There is increasing evidence to suggest that the transport of AMPA-type glutamate receptors in and out of the synaptic membrane is central to activity-dependent changes in synaptic strength. In particular, AMPA receptor endocytosis is thought to contribute to the expression of LTD. In neurons, PICK1 interacts with the AMPA receptor subunit GluR2 by its single PDZ domain. Perez et al. now show, in heterologous cells and in neurons, that PICK1 also interacts directly with protein kinase Cα (PKCα), again by its PDZ domain. But whereas the binding of GluR2 to PICK1 was found to be constitutive, the formation of PICK1–PKCα complexes was dependent on the activation of PKCα, which is thought to expose its PDZ-binding site.
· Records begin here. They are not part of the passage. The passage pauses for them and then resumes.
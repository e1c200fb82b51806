//! Best-effort keyword, entity and industry tagging of free text.
//!
//! # Invariants
//! - `tag_text` never fails: any provider, transport or parse problem
//!   degrades to empty arrays and a `warn` log line.
//! - Each returned array is trimmed, deduplicated case-insensitively and
//!   capped at `MAX_TAGS`.

use std::collections::HashSet;

use serde::{Deserialize, Serialize};

use crate::json::parse_reply;
use crate::provider::{ChatMessage, CompletionParams, CompletionProvider};

pub const MAX_TAGS: usize = 10;

const TAGGING_INSTRUCTION: &str = "You extract metadata from personal notes. \
Respond with strict JSON only, no prose: \
{\"keywords\": [string], \"entities\": [string], \"industries\": [string]}. \
keywords are short topical phrases, entities are named people, companies, \
products or places, industries are business sectors. Use empty arrays when \
nothing applies.";

#[derive(Debug, Clone, Default, PartialEq, Eq, Serialize, Deserialize)]
pub struct AiTags {
    #[serde(default)]
    pub keywords: Vec<String>,
    #[serde(default)]
    pub entities: Vec<String>,
    #[serde(default)]
    pub industries: Vec<String>,
}

impl AiTags {
    pub fn is_empty(&self) -> bool {
        self.keywords.is_empty() && self.entities.is_empty() && self.industries.is_empty()
    }

    fn normalized(self) -> Self {
        Self {
            keywords: normalize(self.keywords),
            entities: normalize(self.entities),
            industries: normalize(self.industries),
        }
    }
}

fn normalize(values: Vec<String>) -> Vec<String> {
    let mut seen = HashSet::new();
    values
        .into_iter()
        .filter_map(|value| {
            let trimmed = value.trim();
            (!trimmed.is_empty() && seen.insert(trimmed.to_lowercase()))
                .then(|| trimmed.to_string())
        })
        .take(MAX_TAGS)
        .collect()
}

/// Tags `text`, optionally noting who the text is about.
pub async fn tag_text(
    provider: Option<&dyn CompletionProvider>,
    text: &str,
    subject_name: Option<&str>,
) -> AiTags {
    let Some(provider) = provider else {
        return AiTags::default();
    };
    if text.trim().is_empty() {
        return AiTags::default();
    }

    let prompt = match subject_name.map(str::trim).filter(|name| !name.is_empty()) {
        Some(name) => format!("This note is about {name}.\n\n{text}"),
        None => text.to_string(),
    };
    let messages = vec![
        ChatMessage::system(TAGGING_INSTRUCTION),
        ChatMessage::user(prompt),
    ];

    let reply = match provider
        .complete(&messages, &CompletionParams::structured())
        .await
    {
        Ok(reply) => reply,
        Err(err) => {
            log::warn!(
                "event=ai_tag module=ai status=error provider={} error={}",
                provider.name(),
                err
            );
            return AiTags::default();
        }
    };

    match parse_reply::<AiTags>(&reply) {
        Ok(tags) => tags.normalized(),
        Err(err) => {
            log::warn!(
                "event=ai_tag module=ai status=error provider={} error={}",
                provider.name(),
                err
            );
            AiTags::default()
        }
    }
}

#[cfg(test)]
mod tests {
    use super::{tag_text, MAX_TAGS};
    use crate::provider::testing::ScriptedProvider;

    #[tokio::test]
    async fn tags_are_parsed_and_normalized() {
        let provider = ScriptedProvider::replying(
            "```json\n{\"keywords\": [\" Rust \", \"rust\", \"\"], \"entities\": [\"Mozilla\"], \"industries\": []}\n```",
        );
        let tags = tag_text(Some(&provider), "Talked about Rust at Mozilla", Some("Ada")).await;
        assert_eq!(tags.keywords, vec!["Rust".to_string()]);
        assert_eq!(tags.entities, vec!["Mozilla".to_string()]);
        assert!(tags.industries.is_empty());
        assert!(provider.last_user_prompt().contains("about Ada"));
    }

    #[tokio::test]
    async fn provider_failure_degrades_to_empty_tags() {
        let provider = ScriptedProvider::failing();
        assert!(tag_text(Some(&provider), "anything", None).await.is_empty());
    }

    #[tokio::test]
    async fn malformed_reply_degrades_to_empty_tags() {
        let provider = ScriptedProvider::replying("I could not find anything.");
        assert!(tag_text(Some(&provider), "anything", None).await.is_empty());
    }

    #[tokio::test]
    async fn missing_provider_degrades_to_empty_tags() {
        assert!(tag_text(None, "anything", None).await.is_empty());
    }

    #[tokio::test]
    async fn arrays_are_capped() {
        let many: Vec<String> = (0..25).map(|idx| format!("\"k{idx}\"")).collect();
        let reply = format!("{{\"keywords\": [{}]}}", many.join(","));
        let provider = ScriptedProvider::replying(&reply);
        let tags = tag_text(Some(&provider), "long text", None).await;
        assert_eq!(tags.keywords.len(), MAX_TAGS);
    }
}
In cultured hippocampal neurons, PICK1 protein expressed alone was distributed throughout the cell. Without 12-O-tetradecanoyl-13-phorbol acetate (TPA), which was used to activate PKC in these experiments, PKCα was also distributed diffusely in neurons. However, in TPA-treated cells, PICK1 strongly colocalized with PKCα in dendritic spines. Likewise, the expression of PICK1 with GluR2 caused these proteins to co-cluster in spines. Perez et al. considered the possibility that PICK1 might promote the PKC phosphorylation of GluR2 in these clusters. They found that phosphorylated GluR2 was abundant in the dendrites of TPA-treated cells compared with untreated controls, and strongly colocalized with PICK1 in spines. Finally, they showed that the PDZ-dependent association of PICK1 with GluR2 significantly reduced the plasma membrane levels of this receptor subunit.

On the basis of these findings, the authors propose that PICK1 targets activated PKCα to dendritic spines, where it phosphorylates GluR2, releasing AMPA receptors from the synaptic anchoring proteins GRIP (glutamate-receptor-interacting protein) and ABP, and allowing the PICK1-dependent removal of GluR2 from the synaptic membrane. These studies highlight the important role of PICK1 in the activity-dependent endocytosis of AMPA receptors.

The expression of LTD has been studied in the both the cerebellum and hippocampus; it will be interesting to learn whether similar mechanisms underlie AMPA receptor endocytosis in these areas.